I solve the system using the follwing code :

   sol = ParametricNDSolve[{x'[t] == (0.8 + 0.4 c1) x[t] - (0.009 + 0.002 c2) x[t] y[t], 
   y'[t] == (0.0049 + 0.0002 c3) x[t] y[t] - (0.4 + 0.2 c4) y[t], 
   x[0] == 200, y[0] == 80}, {x, y}, {t, 0, 25}, {c1, c2, c3, c4}]

I then set the parameter values as $c_{i}=\{0,1\}$ for $ i=1,2,3,4$. I tabulate the results using the following code :

xt = Flatten[Evaluate[Table[x[c1, c2, c3, c4][t] /.sol, 
            {c1, {0, 1}}, {c2, {0, 1}}, {c3, {0, 1}}, {c4, {0, 1}}]]] //MatrixForm

This gives the following output

enter image description here

Question 1 How do I know which InterpolatingFunction corresponds to which particular combination of $c_{i}$ ?

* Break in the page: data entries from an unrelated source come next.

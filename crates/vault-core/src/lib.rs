//! Core of Compliance Vault Pro.
//!
//! Holds the order fulfilment state machine and the services built around
//! it: document generation and delivery handlers, SLA tracking, background
//! jobs, the ClearForm credit ledger, consent handling, organizations,
//! compliance scoring and payment webhook dispatch. [`VaultBuilder`] wires
//! them into a [`VaultEngine`] from configured factories.

pub mod builder;
pub mod clearform;
pub mod compliance;
pub mod consent;
pub mod credits;
pub mod engine;
pub mod handlers;
pub mod jobs;
pub mod organizations;
pub mod sla;
pub mod state;
pub mod webhooks;

#[cfg(test)]
pub(crate) mod test_support;

pub use builder::{BuilderError, VaultBuilder, VaultFactories};
pub use clearform::{ClearFormError, ClearFormService};
pub use compliance::ComplianceService;
pub use consent::{ConsentError, ConsentService};
pub use credits::{CreditError, CreditLedger};
pub use engine::{EngineError, VaultEngine};
pub use handlers::{HandlerError, OrderActions};
pub use organizations::{OrganizationError, OrganizationService};
pub use state::{OrderStateError, OrderStateMachine};
pub use webhooks::{WebhookDispatcher, WebhookError, WebhookOutcome};
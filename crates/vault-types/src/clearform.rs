//! ClearForm document records.
//!
//! ClearForm shares the deployment with the vault but keeps its own
//! namespaces; its documents are paid for with credits instead of orders.

use serde::{Deserialize, Serialize};

#[derive(Debug, Clone, Copy, Serialize, Deserialize, PartialEq, Eq)]
#[serde(rename_all = "SCREAMING_SNAKE_CASE")]
pub enum ClearFormStatus {
	Pending,
	Generated,
	Failed,
}

/// A document generated for a ClearForm user.
#[derive(Debug, Clone, Serialize, Deserialize)]
pub struct ClearFormDocument {
	pub id: String,
	pub user_id: String,
	pub document_type: String,
	pub status: ClearFormStatus,
	/// Credits deducted for this document; refunded when generation fails.
	pub credits_charged: u64,
	#[serde(default)]
	pub refunded: bool,
	/// What the user asked for, passed to the generator.
	pub intent: String,
	#[serde(default, skip_serializing_if = "Option::is_none")]
	pub content: Option<String>,
	#[serde(default, skip_serializing_if = "Option::is_none")]
	pub content_hash: Option<String>,
	#[serde(default, skip_serializing_if = "Option::is_none")]
	pub error: Option<String>,
	pub created_at: u64,
}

Now I evaluate all the InterpolatingFunction for $t=0(0.25)25$ using this code :

mat = Table[Table[Evaluate[xt[[a]]], {t, 0, 25, 2.5}], {a,Range[Length[xt]]}] // MatrixForm

giving the following output :

enter image description here

Question 2

Each row in the above matrix displays the evaluation of one of the InterpolatingFunction for $t=0(0.25)25$. I need to get the columnwise maximum(and minimum) for this matrix at $t=0,5,10,...,25$ and want to identify which InterpolatingFunction it comes from.

I got the maximum using

l = Min /@ Transpose[mat]

But couldn't identify which InterpolatingFunction the maximums come from.

Any help is appreciated.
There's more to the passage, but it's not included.